NICE recommends nivolumab for treating relapsed or refractory classical Hodgkin lymphoma in adults after autologous stem cell transplant and brentuximab vedotin. The committee heard from clinical experts that the clinical effectiveness of pembrolizumab and nivolumab are likely to be similar in this population. The company did not provide a cost-comparison between pembrolizumab and nivolumab and so the committee based its decision on the cost effectiveness of pembrolizumab compared with standard care before the introduction of nivolumab. 

Pembrolizumab meets NICE's criteria to be considered a life-extending treatment at the end of life. 

Because of uncertainties in the clinical effectiveness and the modelling, the cost-effectiveness estimates are uncertain. Because of this, pembrolizumab cannot be recommended for routine use in the NHS. 

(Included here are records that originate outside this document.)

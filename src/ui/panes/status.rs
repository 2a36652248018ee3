//! Status bar rendering with keybindings and game state

use crate::game::GameStatus;
use crate::ui::theme::DEFAULT_THEME;
use ratatui::{
    Frame,
    layout::{Alignment, Constraint, Direction, Layout, Rect},
    style::{Color, Modifier, Style},
    text::{Line, Span},
    widgets::Paragraph,
};

/// Render the status bar at the bottom.
pub fn render_status_bar(
    frame: &mut Frame,
    area: Rect,
    message: &str,
    viewed_step: usize,
    total_steps: usize,
    status: GameStatus,
) {
    // Split status bar into left and right
    let layout = Layout::default()
        .direction(Direction::Horizontal)
        .constraints([Constraint::Percentage(45), Constraint::Percentage(55)])
        .split(area);

    // Left side: step position and the latest message
    let step_badge_bg = match status {
        GameStatus::Won(_) => DEFAULT_THEME.success,
        GameStatus::Drawn => DEFAULT_THEME.secondary,
        GameStatus::InProgress(_) => DEFAULT_THEME.primary,
    };

    let left_spans = vec![
        Span::styled(
            format!(" Move {}/{} ", viewed_step, total_steps - 1),
            Style::default()
                .bg(step_badge_bg)
                .fg(Color::Black)
                .add_modifier(Modifier::BOLD),
        ),
        Span::styled(
            " | ",
            Style::default()
                .bg(DEFAULT_THEME.bar_bg)
                .fg(DEFAULT_THEME.comment),
        ),
        Span::styled(
            format!(" {} ", message),
            Style::default()
                .bg(DEFAULT_THEME.bar_bg)
                .fg(DEFAULT_THEME.fg),
        ),
    ];

    let left_paragraph = Paragraph::new(Line::from(left_spans))
        .style(Style::default().bg(DEFAULT_THEME.bar_bg))
        .alignment(Alignment::Left);

    frame.render_widget(left_paragraph, layout[0]);

    // Right side: keybinds with visual grouping, then the game state badge
    let key_style = Style::default().bg(DEFAULT_THEME.comment).fg(Color::Black);
    let desc_style = Style::default()
        .bg(DEFAULT_THEME.bar_bg)
        .fg(DEFAULT_THEME.fg);
    let sep_style = Style::default()
        .bg(DEFAULT_THEME.bar_bg)
        .fg(DEFAULT_THEME.comment);

    let mut right_spans = vec![
        Span::styled(" 1-9 ", key_style),
        Span::styled(" play ", desc_style),
        Span::styled("│", sep_style),
        Span::styled(" ", desc_style),
        Span::styled(" ⇥ ", key_style),
        Span::styled(" focus ", desc_style),
        Span::styled("│", sep_style),
        Span::styled(" ", desc_style),
        Span::styled(" o ", key_style),
        Span::styled(" order ", desc_style),
        Span::styled("│", sep_style),
        Span::styled(" ", desc_style),
        Span::styled(" ⌫ ", key_style),
        Span::styled(" start ", desc_style),
        Span::styled("│", sep_style),
        Span::styled(" ", desc_style),
        Span::styled("q", key_style),
        Span::styled(" quit ", desc_style),
    ];

    // Game state badge
    let (badge, badge_bg) = match status {
        GameStatus::Won(mark) => (format!(" ★ {} WINS ", mark), DEFAULT_THEME.success),
        GameStatus::Drawn => (" DRAW ".to_string(), DEFAULT_THEME.secondary),
        GameStatus::InProgress(mark) => (format!(" {} TO MOVE ", mark), DEFAULT_THEME.primary),
    };
    right_spans.push(Span::styled("│", sep_style));
    right_spans.push(Span::styled(
        badge,
        Style::default()
            .bg(badge_bg)
            .fg(Color::Black)
            .add_modifier(Modifier::BOLD),
    ));

    let right_paragraph = Paragraph::new(Line::from(right_spans))
        .style(Style::default().bg(DEFAULT_THEME.bar_bg))
        .alignment(Alignment::Right);

    frame.render_widget(right_paragraph, layout[1]);
}
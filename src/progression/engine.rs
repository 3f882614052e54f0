//! Promotion planning
//!
//! Pure functions that decide which ladder role a member should hold.
//! The handler applies the resulting plans through the Discord API; nothing
//! in here touches the network, so every rule is unit-testable.

use crate::config::LEVELS_PER_STAGE;
use crate::progression::{Track, LADDER_LEN};

/// The role changes a level-up requires.
#[derive(Debug, Clone, PartialEq, Eq)]
pub struct PromotionPlan {
    /// Track the member is progressing on.
    pub track: Track,
    /// Ladder stage the member now qualifies for.
    pub stage: usize,
    /// Role to grant.
    pub grant: &'static str,
    /// Superseded ladder roles (same track) the member still holds.
    pub revoke: Vec<&'static str>,
}

/// The role changes a track-selection reaction requires.
#[derive(Debug, Clone, PartialEq, Eq)]
pub struct SelectionPlan {
    /// The stage-0 role to grant.
    pub grant: &'static str,
    /// Every ladder role (any track) the member currently holds.
    pub strip: Vec<String>,
}

/// Ladder stage for a level, or `None` once the ladder is capped.
pub fn stage_for_level(level: u64) -> Option<usize> {
    let stage = (level / LEVELS_PER_STAGE) as usize;
    (stage < LADDER_LEN).then_some(stage)
}

/// Plan a promotion for a member who just reached `level`.
///
/// Returns `None` when the member has not selected a track (no held role
/// belongs to any ladder) or when the ladder is already capped. The plan
/// grants before it revokes, so a member is never observed holding zero
/// ladder roles mid-promotion.
pub fn promotion<S: AsRef<str>>(held_roles: &[S], level: u64) -> Option<PromotionPlan> {
    let (track, _) = held_roles
        .iter()
        .find_map(|name| Track::position_of(name.as_ref()))?;

    let stage = stage_for_level(level)?;
    let ladder = track.ladder();
    let grant = ladder[stage];

    let revoke = ladder
        .into_iter()
        .filter(|name| *name != grant)
        .filter(|name| held_roles.iter().any(|held| held.as_ref() == *name))
        .collect();

    Some(PromotionPlan {
        track,
        stage,
        grant,
        revoke,
    })
}

/// Plan a track selection: strip every ladder role the member holds, then
/// grant the chosen track's base role. Stripping even an identical role
/// keeps the operation idempotent in effect.
pub fn selection<S: AsRef<str>>(track: Track, held_roles: &[S]) -> SelectionPlan {
    let strip = held_roles
        .iter()
        .map(|name| name.as_ref())
        .filter(|name| Track::position_of(name).is_some())
        .map(str::to_owned)
        .collect();

    SelectionPlan {
        grant: track.base_role(),
        strip,
    }
}

#[cfg(test)]
mod tests {
    use super::*;

    #[test]
    fn test_stage_caps_at_ladder_length() {
        assert_eq!(stage_for_level(0), Some(0));
        assert_eq!(stage_for_level(14), Some(0));
        assert_eq!(stage_for_level(15), Some(1));
        assert_eq!(stage_for_level(29), Some(1));
        assert_eq!(stage_for_level(60), Some(4));
        assert_eq!(stage_for_level(74), Some(4));
        assert_eq!(stage_for_level(75), None);
        assert_eq!(stage_for_level(10_000), None);
    }

    #[test]
    fn test_promotion_without_track_is_noop() {
        let held = ["Adventurer", "Moderator"];
        assert_eq!(promotion(&held, 15), None);
    }

    #[test]
    fn test_promotion_level_29_phantom() {
        let held = ["Adventurer", "Phantom"];
        let plan = promotion(&held, 29).unwrap();
        assert_eq!(plan.track, Track::Phantom);
        assert_eq!(plan.grant, "Phantom 2");
        assert_eq!(plan.revoke, vec!["Phantom"]);
    }

    #[test]
    fn test_promotion_capped_beyond_the_ghost() {
        let held = ["The Ghost"];
        assert_eq!(promotion(&held, 75), None);
        // Just below the cap the final rank is still reachable.
        let plan = promotion(&held, 74).unwrap();
        assert_eq!(plan.grant, "The Ghost");
        assert!(plan.revoke.is_empty());
    }

    #[test]
    fn test_promotion_revokes_only_same_track() {
        // A stray cross-track role is the reaction flow's problem, not the
        // promotion's; the plan only touches the member's own ladder.
        let held = ["Angel", "Angel 2", "Phantom"];
        let plan = promotion(&held, 45).unwrap();
        assert_eq!(plan.track, Track::Angel);
        assert_eq!(plan.grant, "Celestia");
        assert_eq!(plan.revoke, vec!["Angel", "Angel 2"]);
    }

    #[test]
    fn test_selection_strips_all_ladder_roles() {
        let held = ["Adventurer", "Phantom", "The Vampire"];
        let plan = selection(Track::Lurker, &held);
        assert_eq!(plan.grant, "Lurker");
        assert_eq!(plan.strip, vec!["Phantom".to_string(), "The Vampire".to_string()]);
    }

    #[test]
    fn test_selection_restrips_same_role() {
        let held = ["Lurker"];
        let plan = selection(Track::Lurker, &held);
        assert_eq!(plan.grant, "Lurker");
        assert_eq!(plan.strip, vec!["Lurker".to_string()]);
    }
}
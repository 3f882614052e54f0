//! Guild role cache
//!
//! Role identity is decided against cached `name ↔ RoleId` maps instead of
//! re-fetching and string-matching the guild role list on every event. The
//! cache fills lazily the first time a guild is seen and refreshes when a
//! lookup misses; the promotion path inserts newly created roles directly.

use std::collections::HashMap;

use anyhow::{Context, Result};
use serenity::all::{GuildId, Http, RoleId};
use tokio::sync::RwLock;

#[derive(Debug, Default)]
struct GuildRoles {
    by_name: HashMap<String, RoleId>,
    by_id: HashMap<RoleId, String>,
}

#[derive(Debug, Default)]
pub struct RoleCache {
    guilds: RwLock<HashMap<GuildId, GuildRoles>>,
}

impl RoleCache {
    pub fn new() -> Self {
        Self::default()
    }

    /// Replace the cached entry for a guild with a fresh fetch.
    async fn refresh(&self, http: &Http, guild: GuildId) -> Result<()> {
        let roles = http
            .get_guild_roles(guild)
            .await
            .context("failed to fetch guild roles")?;

        let mut entry = GuildRoles::default();
        for role in roles {
            entry.by_id.insert(role.id, role.name.clone());
            entry.by_name.insert(role.name, role.id);
        }

        self.guilds.write().await.insert(guild, entry);
        Ok(())
    }

    async fn lookup(&self, guild: GuildId, name: &str) -> Option<RoleId> {
        self.guilds
            .read()
            .await
            .get(&guild)
            .and_then(|entry| entry.by_name.get(name))
            .copied()
    }

    /// Resolve a role id by name, refreshing the cache once on a miss.
    /// `None` means the guild genuinely has no role with that name.
    pub async fn resolve(
        &self,
        http: &Http,
        guild: GuildId,
        name: &str,
    ) -> Result<Option<RoleId>> {
        if let Some(id) = self.lookup(guild, name).await {
            return Ok(Some(id));
        }
        self.refresh(http, guild).await?;
        Ok(self.lookup(guild, name).await)
    }

    /// Cached id → name mapping; `None` when the guild is unknown or any
    /// id is missing from the cache.
    async fn names_from_cache(&self, guild: GuildId, role_ids: &[RoleId]) -> Option<Vec<String>> {
        let guilds = self.guilds.read().await;
        let entry = guilds.get(&guild)?;
        role_ids
            .iter()
            .map(|id| entry.by_id.get(id).cloned())
            .collect()
    }

    /// Map a member's held role ids to role names, refreshing once if any
    /// id is unknown (roles may have changed since the last fetch).
    pub async fn names_of(
        &self,
        http: &Http,
        guild: GuildId,
        role_ids: &[RoleId],
    ) -> Result<Vec<String>> {
        if let Some(names) = self.names_from_cache(guild, role_ids).await {
            return Ok(names);
        }

        self.refresh(http, guild).await?;

        // An id still unknown after a refresh belongs to a deleted role;
        // skip it rather than discarding the member's remaining roles.
        let guilds = self.guilds.read().await;
        let Some(entry) = guilds.get(&guild) else {
            return Ok(Vec::new());
        };
        Ok(role_ids
            .iter()
            .filter_map(|id| entry.by_id.get(id).cloned())
            .collect())
    }

    /// Record a role the bot just created, keeping the cache authoritative
    /// without a round-trip.
    pub async fn insert(&self, guild: GuildId, name: &str, id: RoleId) {
        let mut guilds = self.guilds.write().await;
        let entry = guilds.entry(guild).or_default();
        entry.by_name.insert(name.to_string(), id);
        entry.by_id.insert(id, name.to_string());
    }
}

There is an unmet treatment need for patients who have had brentuximab vedotin and cannot have autologous stem cell transplant. There are no licensed immunotherapies for this subpopulation. Pembrolizumab has plausible potential to be cost effective for patients who cannot have autologous stem cell transplant. Further data collection may reduce the uncertainty about the cost effectiveness. Therefore, pembrolizumab is recommended for use in the Cancer Drugs Fund for patients who have classical Hodgkin lymphoma that has relapsed after, or not responded to, brentuximab vedotin and who cannot have autologous stem cell transplant. 

More evidence on pembrolizumab is being collected, until July 2022. After this NICE will decide whether or not to recommend it for use on the NHS and update the guidance. It will be available through the Cancer Drugs Fund until then.